Your task is to write out the lines from the line containing "table.records.retain(|(id, _)| !ids.contains(id));" through the last line of the material, exactly.

────────

//! In-memory source and destination for exercising the sync without network
//! access.
//!
//! [`FakeSource`] serves fixed modules, fields and record pages.
//! [`FakeSink`] keeps tables in memory and enforces the Airtable rules the
//! sync depends on: case-insensitive field names, select choices and batch
//! size. Both can be told to fail specific calls.

use airtable_sink::{AirtableSink, FieldSchema, TableSchema, MAX_BATCH_SIZE, PRIMARY_FIELD_NAME};
use serde_json::json;
use std::collections::{HashMap, HashSet};
use std::sync::Mutex;
use sync_core::{AirtableFieldType, ConvertedRecord, FieldDescriptor, FieldSpec, RawRecord};
use zoho_source::{CrmSource, ModuleInfo, RecordsPage};

/// Build a [`RawRecord`] from a JSON object literal.
pub fn raw_record(value: serde_json::Value) -> RawRecord {
    match value {
        serde_json::Value::Object(map) => map,
        other => panic!("raw_record expects a JSON object, got {other}"),
    }
}

#[derive(Default)]
pub struct FakeSource {
    modules: Vec<ModuleInfo>,
    fields: HashMap<String, Vec<FieldDescriptor>>,
    records: HashMap<String, Vec<RawRecord>>,
    failing_schemas: HashSet<String>,
    failing_pages: HashMap<String, u32>,
    reject_token: bool,
    page_requests: Mutex<Vec<(String, u32)>>,
}

impl FakeSource {
    pub fn new() -> Self {
        Self::default()
    }

    /// Add a module with its field metadata and records.
    pub fn with_module(
        mut self,
        name: &str,
        fields: Vec<FieldDescriptor>,
        records: Vec<RawRecord>,
    ) -> Self {
        self.modules.push(ModuleInfo {
            api_name: name.to_string(),
            plural_label: name.to_string(),
        });
        self.fields.insert(name.to_string(), fields);
        self.records.insert(name.to_string(), records);
        self
    }

    /// Make the field metadata request for `module` fail.
    pub fn fail_schema(mut self, module: &str) -> Self {
        self.failing_schemas.insert(module.to_string());
        self
    }

    /// Make page `page` of `module` and every later page fail.
    pub fn fail_page(mut self, module: &str, page: u32) -> Self {
        self.failing_pages.insert(module.to_string(), page);
        self
    }

    /// Reject every call as if the refresh token had been revoked.
    pub fn reject_token(mut self) -> Self {
        self.reject_token = true;
        self
    }

    /// Every `(module, page)` requested so far.
    pub fn page_requests(&self) -> Vec<(String, u32)> {
        self.page_requests.lock().unwrap().clone()
    }

    fn check_token(&self) -> zoho_source::Result<()> {
        if self.reject_token {
            return Err(zoho_source::Error::Authentication {
                status: 200,
                body: "invalid_code".to_string(),
            });
        }
        Ok(())
    }
}

#[async_trait::async_trait]
impl CrmSource for FakeSource {
    async fn list_modules(&self) -> zoho_source::Result<Vec<ModuleInfo>> {
        self.check_token()?;
        Ok(self.modules.clone())
    }

    async fn module_fields(&self, module: &str) -> zoho_source::Result<Vec<FieldDescriptor>> {
        self.check_token()?;
        if self.failing_schemas.contains(module) {
            return Err(zoho_source::Error::Api {
                url: format!("fake://settings/fields?module={module}"),
                status: 500,
                body: "schema unavailable".to_string(),
            });
        }
        Ok(self.fields.get(module).cloned().unwrap_or_default())
    }

    async fn records_page(
        &self,
        module: &str,
        page: u32,
        per_page: u32,
    ) -> zoho_source::Result<RecordsPage> {
        self.check_token()?;
        self.page_requests
            .lock()
            .unwrap()
            .push((module.to_string(), page));
        if self.failing_pages.get(module).is_some_and(|&p| page >= p) {
            return Err(zoho_source::Error::Api {
                url: format!("fake://{module}?page={page}"),
                status: 500,
                body: "page unavailable".to_string(),
            });
        }

        let all = self.records.get(module).map(Vec::as_slice).unwrap_or(&[]);
        let per_page = per_page.max(1) as usize;
        let start = (page.saturating_sub(1) as usize) * per_page;
        let end = (start + per_page).min(all.len());
        let records = all.get(start..end).map(<[_]>::to_vec).unwrap_or_default();
        Ok(RecordsPage {
            records,
            more_records: end < all.len(),
        })
    }
}

struct FakeTable {
    schema: TableSchema,
    specs: HashMap<String, FieldSpec>,
    records: Vec<(String, ConvertedRecord)>,
}

#[derive(Default)]
struct FakeBase {
    tables: Vec<FakeTable>,
    next_id: usize,
    create_field_calls: usize,
    insert_calls: usize,
}

impl FakeBase {
    fn new_id(&mut self, prefix: &str) -> String {
        self.next_id += 1;
        format!("{prefix}{}", self.next_id)
    }

    fn table_mut(&mut self, id: &str) -> airtable_sink::Result<&mut FakeTable> {
        self.tables
            .iter_mut()
            .find(|t| t.schema.id == id)
            .ok_or_else(|| api_error(404, "NOT_FOUND", &format!("Table {id} not found")))
    }

    fn table_by_name(&self, name: &str) -> Option<&FakeTable> {
        self.tables.iter().find(|t| t.schema.name == name)
    }
}

fn api_error(status: u16, error_type: &str, message: &str) -> airtable_sink::Error {
    let body = json!({"error": {"type": error_type, "message": message}}).to_string();
    airtable_sink::Error::from_response("fake://airtable", status, &body)
}

/// In-memory Airtable base.
#[derive(Default)]
pub struct FakeSink {
    base: Mutex<FakeBase>,
    unreachable: bool,
    failing_tables: HashSet<String>,
    failing_fields: HashSet<String>,
    failing_deletes: bool,
}

impl FakeSink {
    pub fn new() -> Self {
        Self::default()
    }

    /// Fail every call, as if the base could not be reached.
    pub fn unreachable(mut self) -> Self {
        self.unreachable = true;
        self
    }

    /// Refuse to create a table with this name.
    pub fn fail_table(mut self, name: &str) -> Self {
        self.failing_tables.insert(name.to_string());
        self
    }

    /// Refuse to create a field with this name.
    pub fn fail_field(mut self, name: &str) -> Self {
        self.failing_fields.insert(name.to_string());
        self
    }

    /// Fail every batch delete.
    pub fn fail_deletes(mut self) -> Self {
        self.failing_deletes = true;
        self
    }

    /// Add a table with plain text fields. Returns its id.
    pub fn add_table(&self, name: &str, fields: &[&str]) -> String {
        let mut base = self.base.lock().unwrap();
        let id = base.new_id("tbl");
        let mut schema = TableSchema {
            id: id.clone(),
            name: name.to_string(),
            fields: Vec::new(),
        };
        let mut specs = HashMap::new();
        for field in fields {
            schema.fields.push(FieldSchema {
                id: base.new_id("fld"),
                name: field.to_string(),
                field_type: "singleLineText".to_string(),
            });
            specs.insert(field.to_string(), FieldSpec::single_line_text());
        }
        base.tables.push(FakeTable {
            schema,
            specs,
            records: Vec::new(),
        });
        id
    }

    /// Add a field with an explicit spec to an existing table.
    pub fn add_field(&self, table: &str, name: &str, spec: FieldSpec) {
        let mut base = self.base.lock().unwrap();
        let field_id = base.new_id("fld");
        if let Some(table) = base.tables.iter_mut().find(|t| t.schema.name == table) {
            table.schema.fields.push(FieldSchema {
                id: field_id,
                name: name.to_string(),
                field_type: spec.field_type.as_str().to_string(),
            });
            table.specs.insert(name.to_string(), spec);
        }
    }

    /// Add records directly, bypassing validation.
    pub fn seed_records(&self, table: &str, records: Vec<ConvertedRecord>) {
        let mut base = self.base.lock().unwrap();
        let ids: Vec<String> = records.iter().map(|_| base.new_id("rec")).collect();
        if let Some(table) = base.tables.iter_mut().find(|t| t.schema.name == table) {
            table.records.extend(ids.into_iter().zip(records));
        }
    }

    pub fn table_names(&self) -> Vec<String> {
        let base = self.base.lock().unwrap();
        base.tables.iter().map(|t| t.schema.name.clone()).collect()
    }

    pub fn field_names(&self, table: &str) -> Vec<String> {
        let base = self.base.lock().unwrap();
        base.table_by_name(table)
            .map(|t| t.schema.field_names())
            .unwrap_or_default()
    }

    pub fn field_spec(&self, table: &str, field: &str) -> Option<FieldSpec> {
        let base = self.base.lock().unwrap();
        base.table_by_name(table)
            .and_then(|t| t.specs.get(field).cloned())
    }

    pub fn records(&self, table: &str) -> Vec<ConvertedRecord> {
        let base = self.base.lock().unwrap();
        base.table_by_name(table)
            .map(|t| t.records.iter().map(|(_, r)| r.clone()).collect())
            .unwrap_or_default()
    }

    pub fn record_ids(&self, table: &str) -> Vec<String> {
        let base = self.base.lock().unwrap();
        base.table_by_name(table)
            .map(|t| t.records.iter().map(|(id, _)| id.clone()).collect())
            .unwrap_or_default()
    }

    pub fn create_field_calls(&self) -> usize {
        self.base.lock().unwrap().create_field_calls
    }

    pub fn insert_calls(&self) -> usize {
        self.base.lock().unwrap().insert_calls
    }

    fn check_reachable(&self) -> airtable_sink::Result<()> {
        if self.unreachable {
            return Err(api_error(503, "SERVICE_UNAVAILABLE", "Base unreachable"));
        }
        Ok(())
    }
}

fn validate(table: &FakeTable, record: &ConvertedRecord) -> airtable_sink::Result<()> {
    for (key, value) in record.iter() {
        let Some(spec) = table.specs.get(key) else {
            return Err(api_error(
                422,
                "UNKNOWN_FIELD_NAME",
                &format!("Unknown field name: \"{key}\""),
            ));
        };
        if spec.field_type.is_select() {
            let text = value.as_str().unwrap_or_default();
            let choices: Vec<&str> = spec.choices().iter().map(|c| c.name.as_str()).collect();
            let rejected = match spec.field_type {
                AirtableFieldType::MultipleSelects => {
                    text.split(", ").find(|option| !choices.contains(option))
                }
                _ => (!choices.contains(&text)).then_some(text),
            };
            if let Some(option) = rejected {
                return Err(api_error(
                    422,
                    "INVALID_MULTIPLE_CHOICE_OPTIONS",
                    &format!("Insufficient permissions to create new select option \"\"{option}\"\""),
                ));
            }
        }
        if spec.field_type.is_numeric() && !value.is_numeric() {
            return Err(api_error(
                422,
                "INVALID_VALUE_FOR_COLUMN",
                &format!("Field \"{key}\" cannot accept the provided value"),
            ));
        }
    }
    Ok(())
}

#[async_trait::async_trait]
impl AirtableSink for FakeSink {
    async fn list_tables(&self) -> airtable_sink::Result<Vec<TableSchema>> {
        self.check_reachable()?;
        let base = self.base.lock().unwrap();
        Ok(base.tables.iter().map(|t| t.schema.clone()).collect())
    }

    async fn create_table(&self, name: &str) -> airtable_sink::Result<TableSchema> {
        self.check_reachable()?;
        if self.failing_tables.contains(name) {
            return Err(api_error(
                403,
                "INVALID_PERMISSIONS_OR_MODEL_NOT_FOUND",
                "Not allowed to create tables",
            ));
        }
        let id = self.add_table(name, &[PRIMARY_FIELD_NAME]);
        let base = self.base.lock().unwrap();
        base.tables
            .iter()
            .find(|t| t.schema.id == id)
            .map(|t| t.schema.clone())
            .ok_or_else(|| api_error(500, "SERVER_ERROR", "table vanished"))
    }

    async fn create_field(
        &self,
        table_id: &str,
        name: &str,
        spec: &FieldSpec,
    ) -> airtable_sink::Result<()> {
        self.check_reachable()?;
        let mut base = self.base.lock().unwrap();
        base.create_field_calls += 1;
        if self.failing_fields.contains(name) {
            return Err(api_error(422, "INVALID_FIELD_TYPE", "Field type not allowed"));
        }
        let field_id = base.new_id("fld");
        let table = base.table_mut(table_id)?;
        let lower = name.to_lowercase();
        if name.is_empty() || table.specs.keys().any(|f| f.to_lowercase() == lower) {
            return Err(api_error(
                422,
                "DUPLICATE_OR_EMPTY_FIELD_NAME",
                &format!("Field \"{name}\" already exists"),
            ));
        }
        table.schema.fields.push(FieldSchema {
            id: field_id,
            name: name.to_string(),
            field_type: spec.field_type.as_str().to_string(),
        });
        table.specs.insert(name.to_string(), spec.clone());
        Ok(())
    }

    async fn batch_insert(
        &self,
        table_id: &str,
        records: &[ConvertedRecord],
    ) -> airtable_sink::Result<Vec<String>> {
        self.check_reachable()?;
        let mut base = self.base.lock().unwrap();
        base.insert_calls += 1;
        if records.len() > MAX_BATCH_SIZE {
            return Err(api_error(422, "INVALID_RECORDS", "Too many records"));
        }
        let ids: Vec<String> = records.iter().map(|_| base.new_id("rec")).collect();
        let table = base.table_mut(table_id)?;
        for record in records {
            validate(table, record)?;
        }
        table
            .records
            .extend(ids.iter().cloned().zip(records.iter().cloned()));
        Ok(ids)
    }

    async fn batch_delete(&self, table_id: &str, ids: &[String]) -> airtable_sink::Result<()> {
        self.check_reachable()?;
        if self.failing_deletes {
            return Err(api_error(503, "SERVICE_UNAVAILABLE", "Delete failed"));
        }
        if ids.len() > MAX_BATCH_SIZE {
            return Err(api_error(422, "INVALID_RECORDS", "Too many records"));
        }
        let mut base = self.base.lock().unwrap();
        let table = base.table_mut(table_id)?;
        table.records.retain(|(id, _)| !ids.contains(id));
        Ok(())
    }

    async fn list_record_ids(&self, table_id: &str) -> airtable_sink::Result<Vec<String>> {
        self.check_reachable()?;
        let mut base = self.base.lock().unwrap();
        let table = base.table_mut(table_id)?;
        Ok(table.records.iter().map(|(id, _)| id.clone()).collect())
    }
}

────────

- _THE COMPLETED TASK_:
        table.records.retain(|(id, _)| !ids.contains(id));
        Ok(())
    }

    async fn list_record_ids(&self, table_id: &str) -> airtable_sink::Result<Vec<String>> {
        self.check_reachable()?;
        let mut base = self.base.lock().unwrap();
        let table = base.table_mut(table_id)?;
        Ok(table.records.iter().map(|(id, _)| id.clone()).collect())
    }
}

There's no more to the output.